Records provided Block Start
//! npm registry metadata.
//!
//! The registry returns the full package document at `{registry}/{name}`.
//! Only the top-level descriptive fields are read; version history is ignored.

use super::{ApiRequest, FetchError, Upstream, string_field, string_list};
use crate::models::InfoRecord;
use serde_json::Value;

const PLATFORM: &str = "npm";

/// Raw cache key for `package`.
#[must_use]
pub fn cache_key(package: &str) -> String {
    format!("npm-{package}")
}

/// Registry document URL. Scoped names keep their `@` and encode the `/`.
#[must_use]
pub fn package_url(registry: &str, package: &str) -> String {
    format!("{}/{}", registry.trim_end_matches('/'), package.replace('/', "%2F"))
}

/// Strips the `git+` scheme prefix and `.git` suffix npm adds to repository URLs.
///
/// Returns `None` when nothing is left.
#[must_use]
pub fn normalize_repository_url(raw: &str) -> Option<String> {
    let trimmed = raw.trim();
    let without_prefix = trimmed.strip_prefix("git+").unwrap_or(trimmed);
    let without_suffix = without_prefix.strip_suffix(".git").unwrap_or(without_prefix);

    if without_suffix.is_empty() {
        None
    } else {
        Some(without_suffix.to_string())
    }
}

/// Reads a registry document into a record.
///
/// # Errors
///
/// Returns [`FetchError::Api`] for `{"error": …}` payloads and
/// [`FetchError::Decode`] when the body is not an object.
pub fn parse_package_response(value: &Value, url: &str) -> Result<InfoRecord, FetchError> {
    let Some(document) = value.as_object() else {
        return Err(FetchError::Decode {
            url: url.to_string(),
            reason: "expected a JSON object".to_string(),
        });
    };

    if !document.contains_key("name") {
        if let Some(message) = document.get("error").and_then(Value::as_str) {
            return Err(FetchError::Api {
                platform: PLATFORM,
                message: message.to_string(),
            });
        }
    }

    // `repository` is either a bare string or `{ "type": "git", "url": … }`.
    let repository = match document.get("repository") {
        Some(Value::String(url)) => Some(url.as_str()),
        Some(Value::Object(repo)) => repo.get("url").and_then(Value::as_str),
        _ => None,
    };

    Ok(InfoRecord {
        description: string_field(value, "description"),
        tags: string_list(value, "keywords"),
        url: string_field(value, "homepage"),
        repo: repository.and_then(normalize_repository_url),
        title: string_field(value, "name"),
        stars: None,
    })
}

pub(crate) async fn fetch_info(upstream: &Upstream, package: &str) -> InfoRecord {
    let request = ApiRequest::new(package_url(&upstream.endpoints().npm_registry, package));
    upstream.request_cached(PLATFORM, cache_key(package), request, parse_package_response).await
}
Records provided Block End
The full set of entries must be transcribed exactly.

# Solution to this problem:
//! npm registry metadata.
//!
//! The registry returns the full package document at `{registry}/{name}`.
//! Only the top-level descriptive fields are read; version history is ignored.

use super::{ApiRequest, FetchError, Upstream, string_field, string_list};
use crate::models::InfoRecord;
use serde_json::Value;

const PLATFORM: &str = "npm";

/// Raw cache key for `package`.
#[must_use]
pub fn cache_key(package: &str) -> String {
    format!("npm-{package}")
}

/// Registry document URL. Scoped names keep their `@` and encode the `/`.
#[must_use]
pub fn package_url(registry: &str, package: &str) -> String {
    format!("{}/{}", registry.trim_end_matches('/'), package.replace('/', "%2F"))
}

/// Strips the `git+` scheme prefix and `.git` suffix npm adds to repository URLs.
///
/// Returns `None` when nothing is left.
#[must_use]
pub fn normalize_repository_url(raw: &str) -> Option<String> {
    let trimmed = raw.trim();
    let without_prefix = trimmed.strip_prefix("git+").unwrap_or(trimmed);
    let without_suffix = without_prefix.strip_suffix(".git").unwrap_or(without_prefix);

    if without_suffix.is_empty() {
        None
    } else {
        Some(without_suffix.to_string())
    }
}

/// Reads a registry document into a record.
///
/// # Errors
///
/// Returns [`FetchError::Api`] for `{"error": …}` payloads and
/// [`FetchError::Decode`] when the body is not an object.
pub fn parse_package_response(value: &Value, url: &str) -> Result<InfoRecord, FetchError> {
    let Some(document) = value.as_object() else {
        return Err(FetchError::Decode {
            url: url.to_string(),
            reason: "expected a JSON object".to_string(),
        });
    };

    if !document.contains_key("name") {
        if let Some(message) = document.get("error").and_then(Value::as_str) {
            return Err(FetchError::Api {
                platform: PLATFORM,
                message: message.to_string(),
            });
        }
    }

    // `repository` is either a bare string or `{ "type": "git", "url": … }`.
    let repository = match document.get("repository") {
        Some(Value::String(url)) => Some(url.as_str()),
        Some(Value::Object(repo)) => repo.get("url").and_then(Value::as_str),
        _ => None,
    };

    Ok(InfoRecord {
        description: string_field(value, "description"),
        tags: string_list(value, "keywords"),
        url: string_field(value, "homepage"),
        repo: repository.and_then(normalize_repository_url),
        title: string_field(value, "name"),
        stars: None,
    })
}

pub(crate) async fn fetch_info(upstream: &Upstream, package: &str) -> InfoRecord {
    let request = ApiRequest::new(package_url(&upstream.endpoints().npm_registry, package));
    upstream.request_cached(PLATFORM, cache_key(package), request, parse_package_response).await
}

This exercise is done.